Keiko fujimori et carlos álvarez, les nouveaux protagonistes
Si Keiko Fujimori, figure emblématique de la politique péruvienne, voit son soutien se consolider, c'est l'ascension fulgurante de Carlos Álvarez qui retient l'attention. L'humoriste, candidat du parti País para Todos, a su capitaliser sur le mécontentement populaire et le besoin de renouveau, créant un effet viral indéniable.
Les données d'Ipsos, révélatrices, témoignent de cette évolution : avant les débats, Keiko Fujimori comptait avec 14,2% des voix valides, tandis que Carlos Álvarez n'en obtenait que 8,9%. Après les débats, ces chiffres s'établissent respectivement à 18,6% et 12,1%. Un bond significatif qui place Álvarez en position de challenger sérieux.
Mais le tableau est plus complexe. Rafael López Aliaga, initialement considéré comme un favori, a subi un recul notable, perdant 6,3 points, tandis que Roberto Sánchez et Jorge Nieto ont bénéficié de l'opportunité offerte par les débats pour faire entendre leurs voix et gagner en visibilité.

Un vote moins indecisif, une démocratie ravivée
Le déclin spectaculaire du vote blanc/viciado, passant de 30,4% à 17,5% en un mois, confirme l'influence majeure des débats. Les citoyens péruviens, confrontés à une offre politique fragmentée, ont été incités à se positionner et à faire un choix éclairé. Les jeunes, les classes moyennes et les électeurs des régions sont particulièrement sensibles à cet effet de clarification.
L'expérience péruvienne réaffirme l'importance cruciale du débat public dans un système démocratique. Comme l'avaient démontré les scrutins précédents, notamment en 2021 avec Pedro Castillo, les échanges télévisés peuvent bouleverser les prévisions et transformer la dynamique électorale.
Keiko Fujimori, forte de son expérience et de sa stratégie axée sur la stabilité, s'est imposée comme une figure rassurante pour une partie de l'électorat. Carlos Álvarez, quant à lui, a réussi à briser les codes et à séduire par son authenticité et son humour, incarnant le vent de changement que réclame une partie de la population.

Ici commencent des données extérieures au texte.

//! End-to-end tests for the page-rewrite surface against a mocked SPA
//! origin and a mocked API.

use serde_json::json;
use share_edge::config::EdgeConfig;

mod common;

const SHELL_PAGE: &str = concat!(
    "<html><head>",
    r#"<meta name="social" content="content"/>"#,
    "</head><body>app</body></html>",
);

async fn start_origin() -> std::net::SocketAddr {
    common::start_mock_server(|path| async move {
        match path.as_str() {
            "/app.js" => (200, "application/javascript", "console.log(1)".to_string()),
            _ => (200, "text/html; charset=utf-8", SHELL_PAGE.to_string()),
        }
    })
    .await
}

fn config_with(
    api_addr: std::net::SocketAddr,
    origin_addr: std::net::SocketAddr,
) -> EdgeConfig {
    let mut config = EdgeConfig::default();
    config.api.base_url = format!("http://{api_addr}");
    config.upstream.origin = format!("http://{origin_addr}");
    config
}

#[tokio::test]
async fn test_project_page_head_is_rewritten() {
    let api_addr = common::start_mock_server(|path| async move {
        match path.as_str() {
            "/users/alice/projects/mylib" => (
                200,
                "application/json",
                json!({
                    "owner": { "handle": "alice" },
                    "slug": "mylib",
                    "summary": "A tiny library",
                })
                .to_string(),
            ),
            _ => (404, "text/plain", "Not Found".to_string()),
        }
    })
    .await;
    let origin_addr = start_origin().await;

    let edge = common::start_edge(config_with(api_addr, origin_addr)).await;
    let client = common::http_client();

    let response = client
        .get(format!("http://{edge}/@alice/mylib"))
        .send()
        .await
        .expect("edge unreachable");
    assert_eq!(response.status(), 200);

    let body = response.text().await.unwrap();
    assert!(!body.contains(r#"<meta name="social" content="content"/>"#));
    assert!(body.contains("<title>@alice/mylib | Share</title>"));
    assert!(body.contains(r#"content="A tiny library""#));
    assert!(body.contains("/social-image?path=/@alice/mylib"));
    assert!(body.contains("<body>app</body>"));
}

#[tokio::test]
async fn test_api_failure_still_serves_page_with_defaults() {
    let api_addr =
        common::start_mock_server(|_| async move { (404, "text/plain", "Not Found".to_string()) })
            .await;
    let origin_addr = start_origin().await;

    let config = config_with(api_addr, origin_addr);
    let default_title = config.social.default_title.clone();
    let edge = common::start_edge(config).await;
    let client = common::http_client();

    let response = client
        .get(format!("http://{edge}/@ghost/mylib"))
        .send()
        .await
        .expect("edge unreachable");
    assert_eq!(response.status(), 200);

    let body = response.text().await.unwrap();
    assert!(body.contains(&format!("<title>{default_title}</title>")));
    assert!(!body.contains(r#"<meta name="social" content="content"/>"#));
}

#[tokio::test]
async fn test_non_html_responses_pass_through_untouched() {
    let api_addr =
        common::start_mock_server(|_| async move { (404, "text/plain", "Not Found".to_string()) })
            .await;
    let origin_addr = start_origin().await;

    let edge = common::start_edge(config_with(api_addr, origin_addr)).await;
    let client = common::http_client();

    let response = client
        .get(format!("http://{edge}/app.js"))
        .send()
        .await
        .expect("edge unreachable");
    assert_eq!(response.status(), 200);
    assert_eq!(
        response.headers().get("content-type").unwrap(),
        "application/javascript"
    );
    assert_eq!(response.text().await.unwrap(), "console.log(1)");
}

#[tokio::test]
async fn test_unreachable_origin_is_bad_gateway() {
    let api_addr =
        common::start_mock_server(|_| async move { (404, "text/plain", "Not Found".to_string()) })
            .await;

    // Reserve a port and release it so nothing is listening there.
    let parked = tokio::net::TcpListener::bind("127.0.0.1:0").await.unwrap();
    let origin_addr = parked.local_addr().unwrap();
    drop(parked);

    let edge = common::start_edge(config_with(api_addr, origin_addr)).await;
    let client = common::http_client();

    let response = client
        .get(format!("http://{edge}/@alice/mylib"))
        .send()
        .await
        .expect("edge unreachable");
    assert_eq!(response.status(), 502);
}

#[tokio::test]
async fn test_response_carries_request_id() {
    let api_addr =
        common::start_mock_server(|_| async move { (404, "text/plain", "Not Found".to_string()) })
            .await;
    let origin_addr = start_origin().await;

    let edge = common::start_edge(config_with(api_addr, origin_addr)).await;
    let client = common::http_client();

    let response = client
        .get(format!("http://{edge}/@alice"))
        .send()
        .await
        .expect("edge unreachable");
    assert!(response.headers().contains_key("x-request-id"));
}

Les régions n'ont pas toutes réagi de la même manière. À Lima, Keiko Fujimori et Carlos Álvarez se disputent la première place, tandis qu'au Nord, Keiko conserve une avance confortable. Au Centre, Roberto Sánchez et Jorge Nieto gagnent du terrain, et dans le Sud, Sánchez s'impose comme une force montante.
L'heure est à l'incertitude, mais une chose est sûre : les débats présidentiels ont insufflé une nouvelle dynamique à la campagne et ont permis aux électeurs péruviens de mieux connaître les candidats et leurs propositions. Le 12 avril prochain, le verdict sera tombé, mais l'impact des débats restera gravé dans la mémoire politique du Pérou.